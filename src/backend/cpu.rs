use super::Backend;

/// Pure-Rust backend over `Vec<f64>`.
#[derive(Clone, Debug, Copy)]
pub struct CpuBackend;

/// Row-major 2D tensor: `(data, rows, cols)`.
#[derive(Debug, Clone)]
pub struct CpuTensor2D(pub Vec<f64>, pub usize, pub usize);

impl CpuTensor2D {
    pub fn new(data: Vec<f64>, rows: usize, cols: usize) -> Self {
        assert_eq!(data.len(), rows * cols, "Inconsistent shape");
        Self(data, rows, cols)
    }
}

fn zip_with(a: &[f64], b: &[f64], f: impl Fn(f64, f64) -> f64) -> Vec<f64> {
    assert_eq!(a.len(), b.len(), "Length mismatch");
    a.iter().zip(b.iter()).map(|(&x, &y)| f(x, y)).collect()
}

impl Backend for CpuBackend {
    type Scalar = f64;
    type Tensor1D = Vec<f64>;
    type Tensor2D = CpuTensor2D;

    // --- Constructors ---
    fn zeros_1d(len: usize) -> Self::Tensor1D {
        vec![0.; len]
    }

    fn from_vec_1d(data: Vec<f64>) -> Self::Tensor1D {
        data
    }

    fn from_vec_2d(data: Vec<f64>, rows: usize, cols: usize) -> Self::Tensor2D {
        CpuTensor2D::new(data, rows, cols)
    }

    // --- Element-wise ops ---
    fn add_1d(a: &Self::Tensor1D, b: &Self::Tensor1D) -> Self::Tensor1D {
        zip_with(a, b, |x, y| x + y)
    }

    fn sub_1d(a: &Self::Tensor1D, b: &Self::Tensor1D) -> Self::Tensor1D {
        zip_with(a, b, |x, y| x - y)
    }

    fn mul_1d(a: &Self::Tensor1D, b: &Self::Tensor1D) -> Self::Tensor1D {
        zip_with(a, b, |x, y| x * y)
    }

    fn mul_scalar_1d(t: &Self::Tensor1D, s: &Self::Scalar) -> Self::Tensor1D {
        t.iter().map(|x| x * s).collect()
    }

    fn add_scalar_1d(t: &Self::Tensor1D, s: &Self::Scalar) -> Self::Tensor1D {
        t.iter().map(|x| x + s).collect()
    }

    fn abs_1d(t: &Self::Tensor1D) -> Self::Tensor1D {
        t.iter().map(|x| x.abs()).collect()
    }

    fn sign_1d(t: &Self::Tensor1D) -> Self::Tensor1D {
        t.iter()
            .map(|&x| {
                if x > 0.0 {
                    1.0
                } else if x < 0.0 {
                    -1.0
                } else {
                    0.0
                }
            })
            .collect()
    }

    // --- Reductions ---
    fn mean_all_1d(t: &Self::Tensor1D) -> Self::Scalar {
        t.iter().sum::<f64>() / t.len() as f64
    }

    fn sum_all_1d(t: &Self::Tensor1D) -> Self::Scalar {
        t.iter().sum::<f64>()
    }

    fn scalar_f64(value: f64) -> Self::Scalar {
        value
    }

    fn to_vec_1d(t: &Self::Tensor1D) -> Vec<f64> {
        t.clone()
    }

    fn len_1d(t: &Self::Tensor1D) -> usize {
        t.len()
    }

    // --- Linear algebra ---
    fn matvec(a: &Self::Tensor2D, x: &Self::Tensor1D) -> Self::Tensor1D {
        let CpuTensor2D(data, rows, cols) = a;
        assert_eq!(*cols, x.len(), "matvec: A.cols() != x.len()");
        (0..*rows)
            .map(|i| {
                data[i * cols..(i + 1) * cols]
                    .iter()
                    .zip(x.iter())
                    .map(|(a, b)| a * b)
                    .sum()
            })
            .collect()
    }

    fn matvec_transposed(a: &Self::Tensor2D, x: &Self::Tensor1D) -> Self::Tensor1D {
        let CpuTensor2D(data, rows, cols) = a;
        assert_eq!(*rows, x.len(), "matvec_transposed: A.rows() != x.len()");
        let mut out = vec![0.0; *cols];
        for (i, xi) in x.iter().enumerate() {
            for (j, acc) in out.iter_mut().enumerate() {
                *acc += data[i * cols + j] * xi;
            }
        }
        out
    }

    fn shape(t: &Self::Tensor2D) -> (usize, usize) {
        (t.1, t.2)
    }
}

###

# WHAT TO PRODUCE
Each line above that has the word "shape" should be copied.

# WRITTEN RESPONSE
        assert_eq!(data.len(), rows * cols, "Inconsistent shape");
    fn shape(t: &Self::Tensor2D) -> (usize, usize) {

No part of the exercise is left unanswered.